Re: Rejecting Certain Non-ASCII Characters [message #181166 is a reply to message #181165] |
Fri, 19 April 2013 21:08 |
Christoph Becker
Messages: 91 Registered: June 2012
Karma:
|
Member |
|
|
Thomas 'PointedEars' Lahn wrote:
> Christoph Becker wrote:
>
>> Jim Higgins wrote:
>>> I have a problem with people entering a slashed zero vs a standard
>>> ASCII zero into HTML forms intended to store data in a MySQL database.
>>
>> Is it really a slashed zero (U+0030 U+0338) they're entering,
>
> Could also be U+0030 U+337 or any other (allowed composition) of the at
> least 65536 Unicode characters that look(s) similar. For example, it could
> be U+2205 EMPTY SET.
Which I was referring to in a abbreviated form in the rest of the
sentence. :)
>> or do they enter some similar looking character such as the Danish Ø?
>
> That character, U+00D8 LATIN CAPITAL LETTER O WITH STROKE *and* its
> lowercase counterpart, U+00F8 LATIN SMALL LETTER O WITH STROKE, are present
> at least in Danish, Norwegian, and Faroese; They are also used in the
> International Phonetic Alphabet (IPA).
>
>> In the former case you can simply replace the slashed zero with a standard
>> zero. Assuming UTF-8 encoding:
>>
>> $input = str_replace('\xCC\xB8', '', $input);
>
> You do not consider that, ambiguity aside, even in UTF-8 there are *several*
> ways to produce Unicode characters. See: Unicode Normalization Forms.
If I'm not mistaken here, this str_replace() will work for NFD and NFC,
but indeed I had not considered NFKD and NFKC. Thanks for pointing this
out.
>>> Is there a simple way in PHP to restrict input to the ASCII Character
>>> set, specifically hex 0x20 - 0x7E ? Or a simple way to detect
>>> characters outside this range before committing them to the database?
>>
>> If you're dealing with a numeric column, you may consider checking for
>> is_numeric().
>
> There are also regular expressions. Testing against '/[^\0x00-\x7F]/', and
> rejecting anything that matches, appears to be the best approach here.

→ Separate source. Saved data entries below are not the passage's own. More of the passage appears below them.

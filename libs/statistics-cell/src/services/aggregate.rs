//! Pure aggregation over appointment rows for the administrator reports.

use std::collections::{BTreeMap, HashMap};

use chrono::{DateTime, Duration, Local, NaiveDate, NaiveTime, SecondsFormat, TimeZone, Utc};

use appointment_cell::{Appointment, AppointmentStatus};

use crate::models::{
    AppointmentStatistics, CountEntry, DateRangeQuery, DayCount, StatisticsError, StatusSummary,
    DEFAULT_RANGE_DAYS, NO_SPECIALIST, NO_SPECIALTY,
};

/// Resolves the requested bounds against `today`. Without bounds the range is
/// the last thirty days up to today.
pub fn resolve_range(query: &DateRangeQuery, today: NaiveDate) -> Result<(NaiveDate, NaiveDate), StatisticsError> {
    let to = query.to.unwrap_or(today);
    let from = query.from.unwrap_or(to - Duration::days(DEFAULT_RANGE_DAYS));

    if from > to {
        return Err(StatisticsError::ValidationError(
            "La fecha inicial no puede ser posterior a la final".to_string(),
        ));
    }
    Ok((from, to))
}

/// Inclusive on both days, from 00:00:00 of `from` to 23:59:59 of `to`.
pub fn in_range(appointment: &Appointment, from: NaiveDate, to: NaiveDate) -> bool {
    appointment
        .scheduled_at()
        .map(|at| at.date() >= from && at.date() <= to)
        .unwrap_or(false)
}

/// UTC instant of local midnight starting `day`. Log timestamps are stored in
/// UTC while days are read on the clinic clock.
pub fn local_day_start(day: NaiveDate) -> DateTime<Utc> {
    let midnight = day.and_time(NaiveTime::MIN);
    Local
        .from_local_datetime(&midnight)
        .earliest()
        .map(|at| at.with_timezone(&Utc))
        .unwrap_or_else(|| Utc.from_utc_datetime(&midnight))
}

/// PostgREST filters selecting `column` between local days `from` and `to`,
/// both inclusive.
pub fn utc_day_filters(column: &str, from: Option<NaiveDate>, to: Option<NaiveDate>) -> String {
    let mut filters = String::new();
    if let Some(from) = from {
        filters.push_str(&format!(
            "&{}=gte.{}",
            column,
            local_day_start(from).to_rfc3339_opts(SecondsFormat::Secs, true)
        ));
    }
    if let Some(to) = to {
        filters.push_str(&format!(
            "&{}=lt.{}",
            column,
            local_day_start(to + Duration::days(1)).to_rfc3339_opts(SecondsFormat::Secs, true)
        ));
    }
    filters
}

pub fn percentage(count: usize, total: usize) -> f64 {
    if total == 0 {
        return 0.0;
    }
    (count as f64 * 1000.0 / total as f64).round() / 10.0
}

fn label(value: Option<&str>, fallback: &str) -> String {
    match value.map(str::trim) {
        Some(v) if !v.is_empty() => v.to_string(),
        _ => fallback.to_string(),
    }
}

/// Counts per key, largest first and then by name. Percentages are of `total`.
fn count_by<I>(keys: I, total: usize) -> Vec<CountEntry>
where
    I: IntoIterator<Item = String>,
{
    let mut counts: HashMap<String, usize> = HashMap::new();
    for key in keys {
        *counts.entry(key).or_default() += 1;
    }

    let mut entries: Vec<CountEntry> = counts
        .into_iter()
        .map(|(nombre, cantidad)| CountEntry { porcentaje: percentage(cantidad, total), nombre, cantidad })
        .collect();
    entries.sort_by(|a, b| b.cantidad.cmp(&a.cantidad).then_with(|| a.nombre.cmp(&b.nombre)));
    entries
}

pub fn by_specialty(appointments: &[&Appointment]) -> Vec<CountEntry> {
    count_by(
        appointments.iter().map(|a| label(a.especialidad.as_deref(), NO_SPECIALTY)),
        appointments.len(),
    )
}

pub fn by_specialist(appointments: &[&Appointment]) -> Vec<CountEntry> {
    count_by(
        appointments.iter().map(|a| label(a.especialistanombre.as_deref(), NO_SPECIALIST)),
        appointments.len(),
    )
}

/// Completed appointments per specialist, percentages of all completed ones.
pub fn completed_by_specialist(appointments: &[&Appointment]) -> Vec<CountEntry> {
    let completed: Vec<&Appointment> = appointments
        .iter()
        .copied()
        .filter(|a| a.estado == AppointmentStatus::Completed)
        .collect();
    by_specialist(&completed)
}

pub fn by_day(appointments: &[&Appointment]) -> Vec<DayCount> {
    let mut days: BTreeMap<NaiveDate, usize> = BTreeMap::new();
    for at in appointments.iter().filter_map(|a| a.scheduled_at()) {
        *days.entry(at.date()).or_default() += 1;
    }
    days.into_iter()
        .map(|(day, cantidad)| DayCount { fecha: day.format("%d/%m/%Y").to_string(), cantidad })
        .collect()
}

pub fn status_summary(appointments: &[&Appointment]) -> StatusSummary {
    let mut summary = StatusSummary::default();
    for appointment in appointments {
        match appointment.estado {
            AppointmentStatus::Pending => summary.pendientes += 1,
            AppointmentStatus::Accepted => summary.aceptados += 1,
            AppointmentStatus::Completed => summary.realizados += 1,
            AppointmentStatus::Cancelled => summary.cancelados += 1,
            AppointmentStatus::Rejected => summary.rechazados += 1,
        }
    }
    summary.tasa_finalizacion = percentage(summary.realizados, appointments.len());
    summary.tasa_cancelacion = percentage(summary.cancelados, appointments.len());
    summary
}

pub fn appointment_statistics(appointments: &[Appointment], from: NaiveDate, to: NaiveDate) -> AppointmentStatistics {
    let selected: Vec<&Appointment> = appointments.iter().filter(|a| in_range(a, from, to)).collect();

    AppointmentStatistics {
        desde: from,
        hasta: to,
        total: selected.len(),
        by_specialty: by_specialty(&selected),
        by_day: by_day(&selected),
        by_specialist: by_specialist(&selected),
        completed_by_specialist: completed_by_specialist(&selected),
        summary: status_summary(&selected),
    }
}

For a numeric column? Why not at least trim down the possibilites of
setting illegal values for the SQL statement?
> If
> characters actually should be converted, iconv() should be used instead of a
> hardcoded conversion.
>
> However, it is better in the long term to convert the MySQL database (or the
> relevant table and column) to utf8_general_ci, and upgrade MySQL if
> necessary (character sets and collations were not supported before MySQL 5;
> the current stable version is 5.6).
>
> <http://php.net/pcre>
> <http://dev.mysql.com/>
--
Christoph M. Becker
|
|
|